• Problem description
Transcribe each record as written.

────────────────────────────────────────

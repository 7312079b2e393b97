use std::sync::atomic::{AtomicBool, Ordering};
use std::sync::Arc;
use std::thread;
use std::time::{Duration, Instant};

use rand::Rng;
use serde::Serialize;

use crate::error::{PaxosError, Phase};
use crate::logger::NodeLogger;
use crate::network::registry::PeerRegistry;
use crate::paxos::{
    proposal_id::ProposalIdGenerator, quorum, AcceptResponse, NodeId, PeerResponse,
    PrepareResponse, ProposalId, Value,
};
use crate::state_machine::LocalLog;

/// Bounds on the retry loop. The default retries forever with no pause.
#[derive(Debug, Clone, Default)]
pub struct RetryPolicy {
    pub max_attempts: Option<u32>,
    /// Checked before every attempt and before every peer call, so a round
    /// can overrun it by at most one call (bounded by the call timeout).
    pub round_timeout: Option<Duration>,
    /// Upper bound of a random sleep taken before each retry.
    pub backoff: Option<Duration>,
}

/// Shared flag that stops a running round at its next attempt boundary.
#[derive(Debug, Clone, Default)]
pub struct CancellationToken(Arc<AtomicBool>);

impl CancellationToken {
    pub fn new() -> Self {
        CancellationToken::default()
    }

    pub fn cancel(&self) {
        self.0.store(true, Ordering::SeqCst);
    }

    pub fn is_cancelled(&self) -> bool {
        self.0.load(Ordering::SeqCst)
    }
}

/// Working state of the attempt in flight; cleared at the start of every attempt.
#[derive(Debug, Clone, Copy, Default, PartialEq, Eq, Serialize)]
pub struct ProposerState {
    pub proposed_id: Option<ProposalId>,
    pub proposed_value: Option<Value>,
}

/// A committed round.
#[derive(Debug, Clone, Copy, PartialEq, Eq, Serialize)]
pub struct RoundOutcome {
    pub node_id: NodeId,
    pub value: Value,
    pub proposal_id: ProposalId,
    pub attempts: u32,
    /// Where the value landed in the node's local log.
    pub offset: u64,
}

struct Deadline {
    started: Instant,
    limit: Option<Duration>,
}

impl Deadline {
    fn check(&self) -> Result<(), PaxosError> {
        let elapsed = self.started.elapsed();
        match self.limit {
            Some(limit) if elapsed >= limit => Err(PaxosError::TimeoutExceeded { elapsed }),
            _ => Ok(()),
        }
    }
}

/// Drives one node's proposer through a full round, borrowing the pieces
/// of the node it needs.
pub struct RoundDriver<'a> {
    node_id: NodeId,
    registry: &'a PeerRegistry,
    ids: &'a mut ProposalIdGenerator,
    state: &'a mut ProposerState,
    log: &'a mut LocalLog,
    logger: &'a NodeLogger,
}
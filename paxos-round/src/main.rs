use std::{path::PathBuf, sync::Arc, time::Duration};

use anyhow::Context;
use clap::Parser;
use env_logger::Env;
use log::{info, warn};

use paxos_round::{logger::LogFacadeSink, Cluster, ClusterConfig};

/// Run one single-decree Paxos round on every node of an in-process cluster.
#[derive(Parser)]
struct Args {
    /// number of nodes in the cluster
    #[clap(long)]
    nodes: Option<usize>,

    /// path to a YAML config file
    #[clap(long)]
    config: Option<PathBuf>,

    /// give up on a round after this many attempts
    #[clap(long)]
    max_attempts: Option<u32>,

    /// give up on a round after this many milliseconds
    #[clap(long)]
    round_timeout_ms: Option<u64>,

    /// treat a peer as unreachable if it does not answer within this many milliseconds
    #[clap(long)]
    call_timeout_ms: Option<u64>,

    /// sleep up to this many milliseconds before retrying
    #[clap(long)]
    retry_backoff_ms: Option<u64>,

    /// delay each acceptor request by up to this many milliseconds
    #[clap(long)]
    network_delay_ms: Option<u64>,

    /// print the final report as JSON on stdout
    #[clap(long)]
    json: bool,
}

impl Args {
    fn apply(&self, config: &mut ClusterConfig) {
        let ms = |v: Option<u64>| v.map(Duration::from_millis).filter(|d| !d.is_zero());
        if let Some(nodes) = self.nodes {
            config.nodes = nodes;
        }
        if self.max_attempts.is_some() {
            config.max_attempts = self.max_attempts;
        }
        if self.round_timeout_ms.is_some() {
            config.round_timeout = self.round_timeout_ms.map(Duration::from_millis);
        }
        if self.call_timeout_ms.is_some() {
            config.call_timeout = self.call_timeout_ms.map(Duration::from_millis);
        }
        if self.retry_backoff_ms.is_some() {
            config.retry_backoff = ms(self.retry_backoff_ms);
        }
        if self.network_delay_ms.is_some() {
            config.network_delay = ms(self.network_delay_ms);
        }
    }
}

fn main() -> anyhow::Result<()> {
    let args = Args::parse();

    let mut config = match &args.config {
        Some(path) => ClusterConfig::load(path)
            .with_context(|| format!("loading config from {}", path.display()))?,
        None => ClusterConfig::default(),
    };
    args.apply(&mut config);
    config.validate()?;

    env_logger::Builder::from_env(Env::default().default_filter_or(config.log_level.as_str()))
        .init();

    let mut cluster = Cluster::new(&config, Arc::new(LogFacadeSink))?;
    let results = cluster.run_round_all();
    for (id, result) in &results {
        match result {
            Ok(outcome) => info!(
                "Node {} committed value {} after {} attempt(s)",
                id, outcome.value, outcome.attempts
            ),
            Err(err) => warn!("Node {} did not commit: {}", id, err),
        }
    }

    let report = cluster.shutdown(results);
    info!(
        "Values committed across the cluster: {:?}",
        report.committed_values()
    );
    if args.json {
        println!("{}", serde_json::to_string_pretty(&report)?);
    }
    Ok(())
}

────────────────────────────────────────

• Exercise solution
repository 7312079b2e393b97
use std::sync::atomic::{AtomicBool, Ordering};
use std::sync::Arc;
use std::thread;
use std::time::{Duration, Instant};

use rand::Rng;
use serde::Serialize;

use crate::error::{PaxosError, Phase};
use crate::logger::NodeLogger;
use crate::network::registry::PeerRegistry;
use crate::paxos::{
    proposal_id::ProposalIdGenerator, quorum, AcceptResponse, NodeId, PeerResponse,
    PrepareResponse, ProposalId, Value,
};
use crate::state_machine::LocalLog;

/// Bounds on the retry loop. The default retries forever with no pause.
#[derive(Debug, Clone, Default)]
pub struct RetryPolicy {
    pub max_attempts: Option<u32>,
    /// Checked before every attempt and before every peer call, so a round
    /// can overrun it by at most one call (bounded by the call timeout).
    pub round_timeout: Option<Duration>,
    /// Upper bound of a random sleep taken before each retry.
    pub backoff: Option<Duration>,
}

/// Shared flag that stops a running round at its next attempt boundary.
#[derive(Debug, Clone, Default)]
pub struct CancellationToken(Arc<AtomicBool>);

impl CancellationToken {
    pub fn new() -> Self {
        CancellationToken::default()
    }

    pub fn cancel(&self) {
        self.0.store(true, Ordering::SeqCst);
    }

    pub fn is_cancelled(&self) -> bool {
        self.0.load(Ordering::SeqCst)
    }
}

/// Working state of the attempt in flight; cleared at the start of every attempt.
#[derive(Debug, Clone, Copy, Default, PartialEq, Eq, Serialize)]
pub struct ProposerState {
    pub proposed_id: Option<ProposalId>,
    pub proposed_value: Option<Value>,
}

/// A committed round.
#[derive(Debug, Clone, Copy, PartialEq, Eq, Serialize)]
pub struct RoundOutcome {
    pub node_id: NodeId,
    pub value: Value,
    pub proposal_id: ProposalId,
    pub attempts: u32,
    /// Where the value landed in the node's local log.
    pub offset: u64,
}

struct Deadline {
    started: Instant,
    limit: Option<Duration>,
}

impl Deadline {
    fn check(&self) -> Result<(), PaxosError> {
        let elapsed = self.started.elapsed();
        match self.limit {
            Some(limit) if elapsed >= limit => Err(PaxosError::TimeoutExceeded { elapsed }),
            _ => Ok(()),
        }
    }
}

/// Drives one node's proposer through a full round, borrowing the pieces
/// of the node it needs.
pub struct RoundDriver<'a> {
    node_id: NodeId,
    registry: &'a PeerRegistry,
    ids: &'a mut ProposalIdGenerator,
    state: &'a mut ProposerState,
    log: &'a mut LocalLog,
    logger: &'a NodeLogger,
}
filename paxos-round/src/main.rs
use std::{path::PathBuf, sync::Arc, time::Duration};

use anyhow::Context;
use clap::Parser;
use env_logger::Env;
use log::{info, warn};

use paxos_round::{logger::LogFacadeSink, Cluster, ClusterConfig};

/// Run one single-decree Paxos round on every node of an in-process cluster.
#[derive(Parser)]
struct Args {
    /// number of nodes in the cluster
    #[clap(long)]
    nodes: Option<usize>,

    /// path to a YAML config file
    #[clap(long)]
    config: Option<PathBuf>,

    /// give up on a round after this many attempts
    #[clap(long)]
    max_attempts: Option<u32>,

    /// give up on a round after this many milliseconds
    #[clap(long)]
    round_timeout_ms: Option<u64>,

    /// treat a peer as unreachable if it does not answer within this many milliseconds
    #[clap(long)]
    call_timeout_ms: Option<u64>,

    /// sleep up to this many milliseconds before retrying
    #[clap(long)]
    retry_backoff_ms: Option<u64>,

    /// delay each acceptor request by up to this many milliseconds
    #[clap(long)]
    network_delay_ms: Option<u64>,

    /// print the final report as JSON on stdout
    #[clap(long)]
    json: bool,
}

impl Args {
    fn apply(&self, config: &mut ClusterConfig) {
        let ms = |v: Option<u64>| v.map(Duration::from_millis).filter(|d| !d.is_zero());
        if let Some(nodes) = self.nodes {
            config.nodes = nodes;
        }
        if self.max_attempts.is_some() {
            config.max_attempts = self.max_attempts;
        }
        if self.round_timeout_ms.is_some() {
            config.round_timeout = self.round_timeout_ms.map(Duration::from_millis);
        }
        if self.call_timeout_ms.is_some() {
            config.call_timeout = self.call_timeout_ms.map(Duration::from_millis);
        }
        if self.retry_backoff_ms.is_some() {
            config.retry_backoff = ms(self.retry_backoff_ms);
        }
        if self.network_delay_ms.is_some() {
            config.network_delay = ms(self.network_delay_ms);
        }
    }
}

fn main() -> anyhow::Result<()> {
    let args = Args::parse();

    let mut config = match &args.config {
        Some(path) => ClusterConfig::load(path)
            .with_context(|| format!("loading config from {}", path.display()))?,
        None => ClusterConfig::default(),
    };
    args.apply(&mut config);
    config.validate()?;

    env_logger::Builder::from_env(Env::default().default_filter_or(config.log_level.as_str()))
        .init();

    let mut cluster = Cluster::new(&config, Arc::new(LogFacadeSink))?;
    let results = cluster.run_round_all();
    for (id, result) in &results {
        match result {
            Ok(outcome) => info!(
                "Node {} committed value {} after {} attempt(s)",
                id, outcome.value, outcome.attempts
            ),
            Err(err) => warn!("Node {} did not commit: {}", id, err),
        }
    }

    let report = cluster.shutdown(results);
    info!(
        "Values committed across the cluster: {:?}",
        report.committed_values()
    );
    if args.json {
        println!("{}", serde_json::to_string_pretty(&report)?);
    }
    Ok(())
}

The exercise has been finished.